--- YOUR TASK ---
Type out every line below exactly as it reads.

--- GIVEN DATA ---
· · · · ·

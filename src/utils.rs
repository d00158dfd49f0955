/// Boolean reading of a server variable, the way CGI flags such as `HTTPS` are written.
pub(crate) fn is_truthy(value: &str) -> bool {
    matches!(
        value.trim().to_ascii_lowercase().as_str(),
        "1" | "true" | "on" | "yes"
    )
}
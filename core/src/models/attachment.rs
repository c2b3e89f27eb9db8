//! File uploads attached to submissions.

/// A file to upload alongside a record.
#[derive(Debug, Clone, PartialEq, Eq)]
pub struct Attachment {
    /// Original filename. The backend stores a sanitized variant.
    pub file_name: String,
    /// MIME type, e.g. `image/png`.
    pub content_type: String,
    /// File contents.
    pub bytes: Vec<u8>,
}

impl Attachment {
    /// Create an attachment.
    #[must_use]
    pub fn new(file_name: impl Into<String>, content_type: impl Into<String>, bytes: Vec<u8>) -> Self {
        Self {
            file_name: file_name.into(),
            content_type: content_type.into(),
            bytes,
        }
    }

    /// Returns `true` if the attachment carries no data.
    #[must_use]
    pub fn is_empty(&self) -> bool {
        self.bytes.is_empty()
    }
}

· · · · ·

--- WRITTEN ANSWER ---
filename src/utils.rs
repository d00158dfd49f0955
/// Boolean reading of a server variable, the way CGI flags such as `HTTPS` are written.
pub(crate) fn is_truthy(value: &str) -> bool {
    matches!(
        value.trim().to_ascii_lowercase().as_str(),
        "1" | "true" | "on" | "yes"
    )
}
filename core/src/models/attachment.rs
repository c2b3e89f27eb9db8
//! File uploads attached to submissions.

/// A file to upload alongside a record.
#[derive(Debug, Clone, PartialEq, Eq)]
pub struct Attachment {
    /// Original filename. The backend stores a sanitized variant.
    pub file_name: String,
    /// MIME type, e.g. `image/png`.
    pub content_type: String,
    /// File contents.
    pub bytes: Vec<u8>,
}

impl Attachment {
    /// Create an attachment.
    #[must_use]
    pub fn new(file_name: impl Into<String>, content_type: impl Into<String>, bytes: Vec<u8>) -> Self {
        Self {
            file_name: file_name.into(),
            content_type: content_type.into(),
            bytes,
        }
    }

    /// Returns `true` if the attachment carries no data.
    #[must_use]
    pub fn is_empty(&self) -> bool {
        self.bytes.is_empty()
    }
}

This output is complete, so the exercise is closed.